Limitations of Prior Work¶
Goal: How can the most fragile cross-modal semantic-geometric regions in VLM continual learning be precisely identified and preserved without access to old samples, while maintaining the stability of the text semantic reference coordinate system?
Method¶
Overall Architecture¶
A three-stage pipeline: (1) before training, Dual-objective PGD (DPGD) is applied to new task data to construct adversarial anchor sets pointing toward old-class semantics; (2) during training, ACGD and TSGR are applied on top of the new-task cross-entropy loss to protect old geometric structures; (3) after training, anchors are used to estimate visual prototype drift, enabling dual-path inference. LoRA fine-tunes only the up-projection matrix \(B\).
Key Designs¶
- Dual-objective PGD Anchor Construction (DPGD): The \(K_{seed}=5\) new-task samples most similar to old-class semantics are selected as seeds; \(K_{adv}=10\) steps of PGD simultaneously optimize two objectives: (a) a cross-modal objective that pushes perturbed samples toward old-class text embeddings; and (b) a visual anchoring objective that maintains raw-space consistency with old-class visual prototypes to bridge the modality gap.
- Anchor-guided Cross-modal Geometry Distillation (ACGD): KL divergence is applied on anchors to distill the old-class distributions of the teacher and student models, with temperature \(\tau_A=20\) (high temperature preserves global geometry rather than local relations) and weight \(\lambda_{ACGD}=5\).

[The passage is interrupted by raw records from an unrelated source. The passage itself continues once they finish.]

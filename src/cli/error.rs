//! CLI-level errors (wraps infrastructure errors)

use thiserror::Error;

use crate::application::ApplicationError;
use crate::exitcode;
use crate::infrastructure::InfraError;

/// CLI errors are the top-level error type.
/// These are what get displayed to the user.
#[derive(Error, Debug)]
pub enum CliError {
    #[error("{0}")]
    Infra(#[from] InfraError),

    #[error("{0}")]
    Usage(String),
}

impl From<ApplicationError> for CliError {
    fn from(e: ApplicationError) -> Self {
        CliError::Infra(InfraError::Application(e))
    }
}

/// Result type for CLI operations.
pub type CliResult<T> = Result<T, CliError>;

impl CliError {
    /// Get the appropriate exit code for this error.
    pub fn exit_code(&self) -> i32 {
        match self {
            CliError::Usage(_) => exitcode::USAGE,
            CliError::Infra(InfraError::Io { .. }) => exitcode::IOERR,
            CliError::Infra(InfraError::Application(e)) => match e {
                ApplicationError::InputNotFound(_) => exitcode::NOINPUT,
                ApplicationError::Domain(_) | ApplicationError::Parse { .. } => exitcode::DATAERR,
                ApplicationError::OutputExists(_) | ApplicationError::OutputIsInput(_) => {
                    exitcode::CANTCREAT
                }
                ApplicationError::Config { .. } => exitcode::CONFIG,
                ApplicationError::OperationFailed { .. } => exitcode::IOERR,
                ApplicationError::Serialize(_) => exitcode::SOFTWARE,
            },
        }
    }
}

#[cfg(test)]
mod tests {
    use super::*;
    use crate::domain::DomainError;
    use std::path::PathBuf;

    #[test]
    fn test_exit_codes_follow_sysexits() {
        let missing: CliError = ApplicationError::InputNotFound(PathBuf::from("x.willow")).into();
        assert_eq!(missing.exit_code(), exitcode::NOINPUT);

        let malformed: CliError =
            ApplicationError::from(DomainError::MalformedGraph("cycle".into())).into();
        assert_eq!(malformed.exit_code(), exitcode::DATAERR);

        let exists: CliError = ApplicationError::OutputExists(PathBuf::from("x.yew")).into();
        assert_eq!(exists.exit_code(), exitcode::CANTCREAT);

        assert_eq!(CliError::Usage("no file".into()).exit_code(), exitcode::USAGE);
    }
}
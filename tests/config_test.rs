//! Integration tests for Settings loading from an explicit config file.
//!
//! Precedence: defaults → config file → WILLOW2YEW_* env → CLI flags.
//! Env overrides are covered in config_env_test.rs, which runs as its own binary.

use std::fs;

use tempfile::TempDir;

use willow2yew::application::ApplicationError;
use willow2yew::cli::ConvertArgs;
use willow2yew::config::Settings;

#[test]
fn given_config_file_when_load_then_overrides_only_specified_values() {
    // Arrange
    let temp = TempDir::new().unwrap();
    let path = temp.path().join("willow2yew.toml");
    fs::write(
        &path,
        r#"
indent = 2
overwrite = false
"#,
    )
    .unwrap();

    // Act
    let settings = Settings::load(Some(&path)).expect("load settings");

    // Assert
    assert_eq!(settings.indent, 2);
    assert!(!settings.overwrite);
    assert_eq!(settings.output_extension, "yew");
    assert!(!settings.strict_references);
}

#[test]
fn given_extension_with_dot_when_load_then_strips_it() {
    // Arrange
    let temp = TempDir::new().unwrap();
    let path = temp.path().join("willow2yew.toml");
    fs::write(&path, "output_extension = \".json\"\n").unwrap();

    // Act
    let settings = Settings::load(Some(&path)).unwrap();

    // Assert
    assert_eq!(settings.output_extension, "json");
}

#[test]
fn given_missing_config_file_when_load_then_fails() {
    // Arrange
    let temp = TempDir::new().unwrap();
    let path = temp.path().join("absent.toml");

    // Act
    let result = Settings::load(Some(&path));

    // Assert
    assert!(matches!(result, Err(ApplicationError::Config { .. })));
}

#[test]
fn given_invalid_toml_when_load_then_fails_with_path() {
    // Arrange
    let temp = TempDir::new().unwrap();
    let path = temp.path().join("broken.toml");
    fs::write(&path, "indent = \"four\"\n").unwrap();

    // Act
    let result = Settings::load(Some(&path));

    // Assert
    match result {
        Err(ApplicationError::Config { message }) => {
            assert!(message.contains("broken.toml"), "message: {}", message)
        }
        other => panic!("expected config error, got {:?}", other),
    }
}

#[test]
fn given_cli_flags_when_applied_then_override_loaded_settings() {
    // Arrange
    let loaded = Settings {
        indent: 2,
        ..Settings::default()
    };
    let args = ConvertArgs {
        compact: true,
        strict: true,
        no_clobber: true,
        ..ConvertArgs::default()
    };

    // Act
    let settings = args.apply(loaded);

    // Assert
    assert_eq!(settings.indent, 0);
    assert!(settings.strict_references);
    assert!(!settings.overwrite);
}

#[test]
fn given_settings_when_rendering_toml_then_parses_back() {
    // Arrange
    let settings = Settings::default();

    // Act
    let rendered = settings.to_toml().unwrap();

    // Assert
    let parsed: Settings = toml::from_str(&rendered).unwrap();
    assert_eq!(parsed, settings);
    assert!(rendered.contains("output_extension = \"yew\""));
}
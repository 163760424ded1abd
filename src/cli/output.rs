//! Terminal output formatting with colors
//!
//! Respects NO_COLOR, CLICOLOR, CLICOLOR_FORCE automatically.

use colored::Colorize;

/// Print error (red bold "error:" prefix) to stderr
pub fn error(msg: &(impl std::fmt::Display + ?Sized)) {
    eprintln!("{}: {}", "error".red().bold(), msg);
}

/// Print warning (yellow "Warning:" prefix) to stderr
pub fn warning(msg: &(impl std::fmt::Display + ?Sized)) {
    eprintln!("{}: {}", "Warning".yellow(), msg);
}

/// Print success status (green checkmark)
pub fn success(msg: &(impl std::fmt::Display + ?Sized)) {
    println!("{} {}", "✓".green(), msg);
}

/// Print section header (cyan bold)
pub fn header(msg: &(impl std::fmt::Display + ?Sized)) {
    println!("{}", msg.to_string().cyan().bold());
}

/// Print a labelled count, indented
pub fn metric(label: &str, value: usize) {
    println!("  {:<12} {}", format!("{}:", label).dimmed(), value);
}

/// Print plain output (no color, for machine-readable data)
pub fn info(msg: &(impl std::fmt::Display + ?Sized)) {
    println!("{}", msg);
}
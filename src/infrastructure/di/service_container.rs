//! Service container for dependency injection
//!
//! Wires up the conversion service with its dependencies.

use std::sync::Arc;

use crate::application::services::ConversionService;
use crate::config::Settings;
use crate::infrastructure::traits::{FileSystem, RealFileSystem};

/// Container holding shared settings and I/O implementations.
pub struct ServiceContainer {
    /// Application settings
    pub settings: Arc<Settings>,

    /// Filesystem abstraction
    pub fs: Arc<dyn FileSystem>,
}

impl ServiceContainer {
    /// Create a new service container with real implementations.
    pub fn new(settings: Settings) -> Self {
        Self::with_deps(settings, Arc::new(RealFileSystem))
    }

    /// Create a service container with custom dependencies (for testing).
    pub fn with_deps(settings: Settings, fs: Arc<dyn FileSystem>) -> Self {
        Self {
            settings: Arc::new(settings),
            fs,
        }
    }

    pub fn conversion_service(&self) -> ConversionService {
        ConversionService::new(Arc::clone(&self.fs), Arc::clone(&self.settings))
    }
}
//! Malformed env var overrides, in a binary of their own so the variables cannot
//! leak into other tests.

use tempfile::TempDir;

use willow2yew::application::ApplicationError;
use willow2yew::config::Settings;

#[test]
fn given_malformed_env_values_when_load_then_fails_instead_of_ignoring_them() {
    // Arrange: no user config file in the way
    let temp = TempDir::new().unwrap();
    std::env::set_var("XDG_CONFIG_HOME", temp.path());
    std::env::set_var("WILLOW2YEW_OVERWRITE", "nope");

    // Act
    let bad_bool = Settings::load(None);
    std::env::remove_var("WILLOW2YEW_OVERWRITE");
    std::env::set_var("WILLOW2YEW_INDENT", "four");
    let bad_int = Settings::load(None);
    std::env::remove_var("WILLOW2YEW_INDENT");

    // Assert
    assert!(matches!(bad_bool, Err(ApplicationError::Config { .. })));
    assert!(matches!(bad_int, Err(ApplicationError::Config { .. })));
}
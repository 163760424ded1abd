//! Application services
//!
//! Concrete services that orchestrate the domain translation.
//! Services depend on the I/O boundary traits (FileSystem) but are themselves
//! concrete structs, not traits.

mod convert;

pub use convert::{ConversionReport, ConversionService, ProofSummary};
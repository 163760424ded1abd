//! Reverse index from referenced nodes to the node whose decomposition produced them.

use std::collections::BTreeMap;

use tracing::{debug, trace};

use crate::domain::graph::{Node, NodeId};

/// Forward reference map collected while flattening: referenced node -> producing node.
///
/// A later registration for the same target replaces the earlier one, so a node
/// referenced by several statements keeps only the last producer seen.
#[derive(Debug, Clone, Default, PartialEq, Eq)]
pub struct ProducerMap {
    entries: BTreeMap<NodeId, NodeId>,
}

impl ProducerMap {
    pub fn new() -> Self {
        Self::default()
    }

    pub fn record(&mut self, target: NodeId, producer: NodeId) {
        if let Some(previous) = self.entries.insert(target, producer) {
            if previous != producer {
                debug!(target, previous, producer, "antecedent overwritten");
            }
        }
    }

    pub fn get(&self, target: NodeId) -> Option<NodeId> {
        self.entries.get(&target).copied()
    }

    pub fn len(&self) -> usize {
        self.entries.len()
    }

    pub fn is_empty(&self) -> bool {
        self.entries.is_empty()
    }

    pub fn iter(&self) -> impl Iterator<Item = (NodeId, NodeId)> + '_ {
        self.entries.iter().map(|(&t, &p)| (t, p))
    }
}

/// Fills each node's `antecedent` from `producers`. `nodes` must be ordered by identifier.
///
/// Nodes that were never referenced keep `None`.
pub fn index_antecedents(nodes: &mut [Node], producers: &ProducerMap) {
    for (target, producer) in producers.iter() {
        if let Some(node) = nodes.get_mut(target) {
            trace!(target, producer, "antecedent");
            node.antecedent = Some(producer);
        }
    }
}
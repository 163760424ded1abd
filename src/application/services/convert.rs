//! Conversion service
//!
//! Reads a willow proof, flattens it, and writes the yew node records next to it.

use std::path::{Path, PathBuf};
use std::sync::Arc;

use tracing::{debug, info, instrument};

use crate::application::codec::{decode_willow, decode_yew, encode_yew};
use crate::application::records::{assemble, graph_from_records};
use crate::application::{ApplicationError, ApplicationResult, IoResultExt};
use crate::config::Settings;
use crate::domain::{
    unflatten, Branch, DomainError, FlatGraph, Flattener, CLOSED_TERMINATOR, OPEN_TERMINATOR,
};
use crate::infrastructure::traits::FileSystem;

/// Result of writing one yew file.
#[derive(Debug, Clone, PartialEq, Eq)]
pub struct ConversionReport {
    pub input: PathBuf,
    pub output: PathBuf,
    pub nodes: usize,
    pub antecedents: usize,
}

/// Shape of a proof, as reported by `check`.
#[derive(Debug, Clone, Default, PartialEq, Eq)]
pub struct ProofSummary {
    pub nodes: usize,
    pub premises: usize,
    pub antecedents: usize,
    pub branches: usize,
    /// Branches without sub-branches
    pub leaves: usize,
    pub depth: usize,
    /// Branches ending in the closed marker
    pub closed: usize,
    /// Branches ending in the open marker
    pub open: usize,
    /// Branches ending in anything else
    pub unfinished: usize,
}

/// Service for turning willow trees into yew graphs.
pub struct ConversionService {
    fs: Arc<dyn FileSystem>,
    settings: Arc<Settings>,
}

impl ConversionService {
    pub fn new(fs: Arc<dyn FileSystem>, settings: Arc<Settings>) -> Self {
        Self { fs, settings }
    }

    /// Input path with its extension replaced by the configured output extension.
    pub fn output_path(&self, input: &Path) -> PathBuf {
        input.with_extension(&self.settings.output_extension)
    }

    fn read(&self, input: &Path) -> ApplicationResult<String> {
        if !self.fs.is_file(input) {
            return Err(ApplicationError::InputNotFound(input.to_path_buf()));
        }
        self.fs.read_to_string(input).with_path_context("read", input)
    }

    /// Reads and parses a willow proof tree.
    #[instrument(level = "debug", skip(self))]
    pub fn load_tree(&self, input: &Path) -> ApplicationResult<Branch> {
        let content = self.read(input)?;
        decode_willow(&content, input)
    }

    /// Reads yew records back into a graph.
    #[instrument(level = "debug", skip(self))]
    pub fn load_graph(&self, input: &Path) -> ApplicationResult<FlatGraph> {
        let content = self.read(input)?;
        let records = decode_yew(&content, input)?;
        Ok(graph_from_records(records)?)
    }

    /// Flattens `tree` using the configured reference policy.
    pub fn flatten(&self, tree: &Branch) -> ApplicationResult<FlatGraph> {
        let flattened = Flattener::new(tree)
            .strict(self.settings.strict_references)
            .flatten()?;
        Ok(flattened.into_graph()?)
    }

    /// Converts `input` and writes the records to `output`, or next to the input.
    ///
    /// Nothing is written unless the whole graph was built and serialized.
    #[instrument(level = "debug", skip(self))]
    pub fn convert(
        &self,
        input: &Path,
        output: Option<&Path>,
    ) -> ApplicationResult<ConversionReport> {
        let output = output
            .map(Path::to_path_buf)
            .unwrap_or_else(|| self.output_path(input));
        if output == input {
            return Err(ApplicationError::OutputIsInput(output));
        }
        if !self.settings.overwrite && self.fs.exists(&output) {
            return Err(ApplicationError::OutputExists(output));
        }

        let tree = self.load_tree(input)?;
        let graph = self.flatten(&tree)?;
        let json = encode_yew(&assemble(&graph), self.settings.indent)?;
        debug!(bytes = json.len(), "encoded records");

        self.fs
            .write_atomic(&output, &json)
            .with_path_context("write", &output)?;
        info!("wrote {} nodes to {}", graph.len(), output.display());

        Ok(ConversionReport {
            input: input.to_path_buf(),
            output,
            nodes: graph.len(),
            antecedents: graph.antecedent_count(),
        })
    }

    /// Validates a willow or yew file without writing anything.
    ///
    /// Files carrying the output extension are read as yew records; anything else
    /// as a willow tree. Either way the graph is rebuilt into a tree and flattened
    /// again, which must reproduce the same numbering.
    #[instrument(level = "debug", skip(self))]
    pub fn check(&self, input: &Path) -> ApplicationResult<ProofSummary> {
        let is_yew = input
            .extension()
            .is_some_and(|ext| ext == self.settings.output_extension.as_str());
        let graph = if is_yew {
            self.load_graph(input)?
        } else {
            self.flatten(&self.load_tree(input)?)?
        };

        let tree = unflatten(&graph)?;
        let reflattened = self.flatten(&tree)?;
        if let Some(difference) = numbering_difference(&graph, &reflattened) {
            return Err(DomainError::MalformedGraph(difference).into());
        }

        Ok(summarize(&graph, &tree))
    }
}

/// Compares everything except antecedents; those depend on visiting order,
/// which changes when single sub-branches are merged into their parent.
fn numbering_difference(original: &FlatGraph, rebuilt: &FlatGraph) -> Option<String> {
    if original.len() != rebuilt.len() {
        return Some(format!(
            "re-flattening yields {} nodes instead of {}",
            rebuilt.len(),
            original.len()
        ));
    }
    original
        .nodes()
        .iter()
        .zip(rebuilt.nodes())
        .find(|(a, b)| {
            a.text != b.text
                || a.premise != b.premise
                || a.parent != b.parent
                || a.children.as_slice() != b.children.as_slice()
                || a.decomposition != b.decomposition
        })
        .map(|(a, b)| {
            format!(
                "node {} does not survive re-flattening: {:?} became {:?}",
                a.id, a, b
            )
        })
}

fn summarize(graph: &FlatGraph, tree: &Branch) -> ProofSummary {
    let mut summary = ProofSummary {
        nodes: graph.len(),
        premises: graph.nodes().iter().filter(|n| n.premise).count(),
        antecedents: graph.antecedent_count(),
        branches: tree.branch_count(),
        leaves: tree.leaf_count(),
        depth: tree.depth(),
        ..ProofSummary::default()
    };
    for leaf in graph.leaves() {
        match leaf.text.as_str() {
            CLOSED_TERMINATOR => summary.closed += 1,
            OPEN_TERMINATOR => summary.open += 1,
            _ => summary.unfinished += 1,
        }
    }
    summary
}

- Text Semantic Geometry Regularization (TSGR): A frozen LoRA yields a stable text reference coordinate system; for each new class, a \(k=10\) nearest-neighbor subgraph is constructed and KL divergence constrains the student text space subgraph distribution to match the teacher's, with temperature \(\tau_T=0.05\) (low temperature preserves compact local relations). Only \(|C_t|\) new-class root nodes are constrained, with complexity \(O(|C_t|k)\).
- Anchor-induced Prototype Transfer and Dual-path Inference: After training, the feature discrepancy of anchors between teacher and student is used to estimate old-class prototype drift directions via similarity-weighted averaging. At inference, CLIP cross-modal logits and prototype visual logits are fused: \(\ell(x,c) = s_{clip}(x,c) + \beta \cdot s_v(x,c)\), with \(\beta=0.5\).
Loss & Training¶
\(\mathcal{L}_{CL} = \mathcal{L}_{cls} + \lambda_{ACGD} \mathcal{L}_{ACGD} + \lambda_{GR} \mathcal{L}_{GR}\), where \(\lambda_{ACGD}=5, \lambda_{GR}=1\). LoRA is inserted into the attention projection and FFN linear layers of both the CLIP visual and text encoders. Training uses SGD with cosine decay, batch size 128, learning rate 0.001, 10 epochs per task, on 2× RTX 4090 GPUs.
Key Experimental Results¶
| Dataset | Metric | SeGP-CL | Prev. SOTA | Gain |
|---|---|---|---|---|
| CIFAR100 (10 tasks) | Last Acc | 84.6 | 80.6 (MG-CLIP) | +4.0 |
| ImageNet-R (10 tasks) | Last Acc | 84.8 | 82.7 (MG-CLIP) | +2.1 |
| ImageNet-Sub (10 tasks) | Last Acc | 80.5 | 80.2 (RAPF) | +0.3 |
| CUB-200 (10 tasks) | Last Acc | 80.1 | 76.2 (RAPF) | +3.9 |
| UCF101 (10 tasks) | Last Acc | 92.8 | 90.1 (ENGINE) | +2.7 |
SeGP-CL-onlyCLIP, which uses only the CLIP branch (without visual prototypes), still surpasses most prior methods.
Ablation Study¶
- ACGD improves Last Acc from 77.0 to 81.7 and reduces Forgetting from 10.9 to 5.8.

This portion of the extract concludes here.